Q. Explore Golding’s presentation of civilized behaviour in ‘Lord of the Flies’.
1. Initially, Golding could be seen to present how society is naturally inclined to civilized
behaviour.
- importance of social structures: naming, democracy, roles
- “we ought to have a meeting” (Piggy)
- “we ought to have a chief to decide things” (Ralph)
- reliance on social structures to maintain civilised behaviour
- natural inclination to create order
- symbol of the glasses & the conch
- glasses = rational power, clarity, logic
- conch = democracy, civilisation, order
- “Then Piggy was standing cradling the great cream shell”
- nurturing & protecting conch i.e. civilisation
2. As the novel develops, he could be seen to communicate how, outside of the
structures of society, humans revert to uncivilized behaviour.
- Jack as increasingly animal-like, myopic and obsessed with violence
- “dog-like”, “ape-like”, “he was naked”, “surge of blood”, “seductive (sound
of pig)”
- animalistic lang = savagery outside society, ‘man is a wolf to
another man
- primal physicality = depraved, troglodytic, devolved, losing
humanity
- connotations of blood lust, arousal, desire = Jack represents the id -
base desires, desire for domination fused w. sexual desires,
insanity/irrationality.
3. Ultimately, however, Golding could be seen to communicate how all civilized
behaviour is merely a façade, concealing inherent savagery.

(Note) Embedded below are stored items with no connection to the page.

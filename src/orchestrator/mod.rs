//! Trending Orchestrator
//!
//! Resolves keyword requests cache-first. Each request moves through
//! `PENDING -> CACHE_CHECKED -> {CACHE_HIT | FETCHING} -> {RESOLVED | FALLBACK}`; results
//! always come back in input order and no keyword is ever dropped. Only caller errors
//! (too many keywords) are returned as `Err`.

mod fetch;

use crate::cache::{KeyStore, KeyTtl, StatsSnapshot, TrendCache};
use crate::config::Config;
use crate::error::{Result, TrendError};
use crate::repair::ResponseRepairPipeline;
use crate::retention::RetentionPolicy;
use crate::search::SearchClient;
use crate::strategy::FetchStrategySelector;
use crate::types::{cache_key, KeywordRequest, Topic, TrendingResult};
use crate::utils::search_url;
use crate::utils::timing::Timer;
use log::{debug, info};
use serde::Serialize;
use std::sync::Arc;
use std::time::Duration;

/// A whole `resolve` slower than this is logged as a warning.
const SLOW_RESOLVE_THRESHOLD: Duration = Duration::from_secs(30);

/// Cache-only lookup for progressive loading: what is ready now, and what still needs a fetch.
#[derive(Debug, Clone, PartialEq, Serialize)]
#[serde(rename_all = "camelCase")]
pub struct CachedLookup {
    pub hits: Vec<TrendingResult>,
    pub misses: Vec<String>,
}

/// Topic substituted when a keyword could not be fetched at all.
pub fn unavailable_topic(keyword: &str) -> Topic {
    Topic {
        title: "Trending topics temporarily unavailable".to_string(),
        summary: format!(
            "Latest topics for \"{}\" could not be retrieved right now. Try refreshing later or open the search link.",
            keyword
        ),
        search_url: search_url(keyword, None),
        source_url: None,
    }
}

pub struct TrendingOrchestrator {
    config: Arc<Config>,
    cache: TrendCache,
    search: Arc<dyn SearchClient>,
    retention: RetentionPolicy,
    selector: FetchStrategySelector,
    pipeline: ResponseRepairPipeline,
}

impl TrendingOrchestrator {
    pub fn new(
        config: Arc<Config>,
        store: Arc<dyn KeyStore>,
        search: Arc<dyn SearchClient>,
    ) -> Self {
        info!(
            "Initializing TrendingOrchestrator (cache backend: {}, search client: {}, model: {})",
            store.backend_name(),
            search.name(),
            config.search_model
        );
        Self {
            cache: TrendCache::new(store),
            retention: RetentionPolicy::new(config.default_cache_ttl_secs()),
            selector: FetchStrategySelector::from_config(&config),
            pipeline: ResponseRepairPipeline::default(),
            search,
            config,
        }
    }

    /// Replaces the repair pipeline, e.g. to disable strategies.
    pub fn with_pipeline(mut self, pipeline: ResponseRepairPipeline) -> Self {
        self.pipeline = pipeline;
        self
    }

    pub fn config(&self) -> &Config {
        &self.config
    }

    pub fn retention_policy(&self) -> &RetentionPolicy {
        &self.retention
    }

    pub fn selector(&self) -> &FetchStrategySelector {
        &self.selector
    }

    fn key_for(&self, keyword: &str) -> String {
        cache_key(&self.config.cache_key_prefix, keyword)
    }

    fn prefix(&self) -> String {
        format!("{}:", self.config.cache_key_prefix)
    }

    /// Rejects oversize calls and clamps every `max_results` into the configured range.
    fn prepare(&self, requests: &[KeywordRequest]) -> Result<Vec<KeywordRequest>> {
        if requests.len() > self.config.max_keywords {
            return Err(TrendError::TooManyKeywords {
                requested: requests.len(),
                max: self.config.max_keywords,
            });
        }
        Ok(requests
            .iter()
            .map(|r| {
                r.clamped(
                    self.config.min_results_per_keyword,
                    self.config.max_results_per_keyword,
                )
            })
            .collect())
    }

    /// Cache-first resolution. Valid cached entries are served as-is; everything else is
    /// fetched, repaired, written back and merged in input order.
    pub async fn resolve(&self, requests: &[KeywordRequest]) -> Result<Vec<TrendingResult>> {
        let requests = self.prepare(requests)?;
        let mut timer = Timer::start("resolve");

        let keys: Vec<String> = requests.iter().map(|r| self.key_for(r.keyword())).collect();
        let cached = self.cache.get_multiple(&keys).await;
        timer.checkpoint("cache_lookup");

        let mut slots: Vec<Option<TrendingResult>> = vec![None; requests.len()];
        let mut miss_indices = Vec::new();
        for (idx, (request, key)) in requests.iter().zip(&keys).enumerate() {
            match cached.get(key) {
                Some(record)
                    if self
                        .retention
                        .is_valid(record.result.last_updated, request.retention()) =>
                {
                    slots[idx] =
                        Some(record.result.from_cache(request.keyword(), request.max_results()));
                }
                Some(_) => {
                    debug!("Cached entry for '{}' is outside its retention window", request.keyword());
                    miss_indices.push(idx);
                }
                None => miss_indices.push(idx),
            }
        }
        info!(
            "Resolving {} keywords: {} cache hits, {} misses",
            requests.len(),
            requests.len() - miss_indices.len(),
            miss_indices.len()
        );

        if !miss_indices.is_empty() {
            let misses: Vec<KeywordRequest> =
                miss_indices.iter().map(|&idx| requests[idx].clone()).collect();
            let fetched = self.fetch_and_store(&misses).await;
            for (idx, result) in miss_indices.into_iter().zip(fetched) {
                slots[idx] = Some(result);
            }
            timer.checkpoint("fetch");
        }

        timer.finish_with_threshold(SLOW_RESOLVE_THRESHOLD);
        Ok(Self::assemble(&requests, slots))
    }

    /// Cache-only variant: never triggers a fetch.
    pub async fn resolve_cached_only(&self, requests: &[KeywordRequest]) -> Result<CachedLookup> {
        let requests = self.prepare(requests)?;
        let keys: Vec<String> = requests.iter().map(|r| self.key_for(r.keyword())).collect();
        let cached = self.cache.get_multiple(&keys).await;

        let mut lookup = CachedLookup {
            hits: Vec::new(),
            misses: Vec::new(),
        };
        for (request, key) in requests.iter().zip(&keys) {
            match cached.get(key) {
                Some(record)
                    if self
                        .retention
                        .is_valid(record.result.last_updated, request.retention()) =>
                {
                    lookup
                        .hits
                        .push(record.result.from_cache(request.keyword(), request.max_results()));
                }
                _ => lookup.misses.push(request.keyword().to_string()),
            }
        }
        debug!(
            "Cache-only lookup: {} hits, {} misses",
            lookup.hits.len(),
            lookup.misses.len()
        );
        Ok(lookup)
    }

    /// Treats every request as a miss and overwrites whatever is cached.
    pub async fn refresh(&self, requests: &[KeywordRequest]) -> Result<Vec<TrendingResult>> {
        let requests = self.prepare(requests)?;
        let mut timer = Timer::start("refresh");
        info!("Refreshing {} keywords, bypassing cache", requests.len());
        let fetched = self.fetch_and_store(&requests).await;
        timer.checkpoint("fetch");
        timer.finish_with_threshold(self.config.batch_timeout());
        Ok(Self::assemble(&requests, fetched.into_iter().map(Some).collect()))
    }

    fn assemble(
        requests: &[KeywordRequest],
        slots: Vec<Option<TrendingResult>>,
    ) -> Vec<TrendingResult> {
        requests
            .iter()
            .zip(slots)
            .map(|(request, slot)| {
                slot.unwrap_or_else(|| {
                    TrendingResult::fresh(request.keyword(), vec![unavailable_topic(request.keyword())])
                })
            })
            .collect()
    }

    pub fn stats(&self) -> StatsSnapshot {
        self.cache.stats()
    }

    /// Operator action: zero the hit/miss/error counters.
    pub fn reset_stats(&self) {
        info!("Resetting cache statistics");
        self.cache.reset_stats();
    }

    /// Remaining TTL of every live key under this orchestrator's prefix.
    pub async fn cache_info(&self) -> Vec<KeyTtl> {
        self.cache.ttl_listing(&self.prefix()).await
    }

    /// Drops the entry for one keyword, or every entry under the prefix when `None`.
    /// Returns how many entries were removed.
    pub async fn invalidate(&self, keyword: Option<&str>) -> usize {
        match keyword {
            Some(keyword) => {
                let key = self.key_for(keyword);
                let removed = usize::from(self.cache.delete(&key).await);
                info!("Invalidated cache key {} ({} removed)", key, removed);
                removed
            }
            None => {
                let removed = self.cache.clear(&self.prefix()).await;
                info!("Cleared {} cached keywords", removed);
                removed
            }
        }
    }
}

- Embodiment of the beast in human conflict: the parachute man
- adult world is anarchic & barbaric as the boys on the island
- symbol of war
- Attack on Robert foreshadowing the ultimate savagery of Jack and conveying his
ruthless blood-lust
- “the circle moved in and round”,
- “Ralph, carried away by a sudden thick excitement”
- “the chant rose ritually”
- “the desire to squeeze and hurt him was over-mastering”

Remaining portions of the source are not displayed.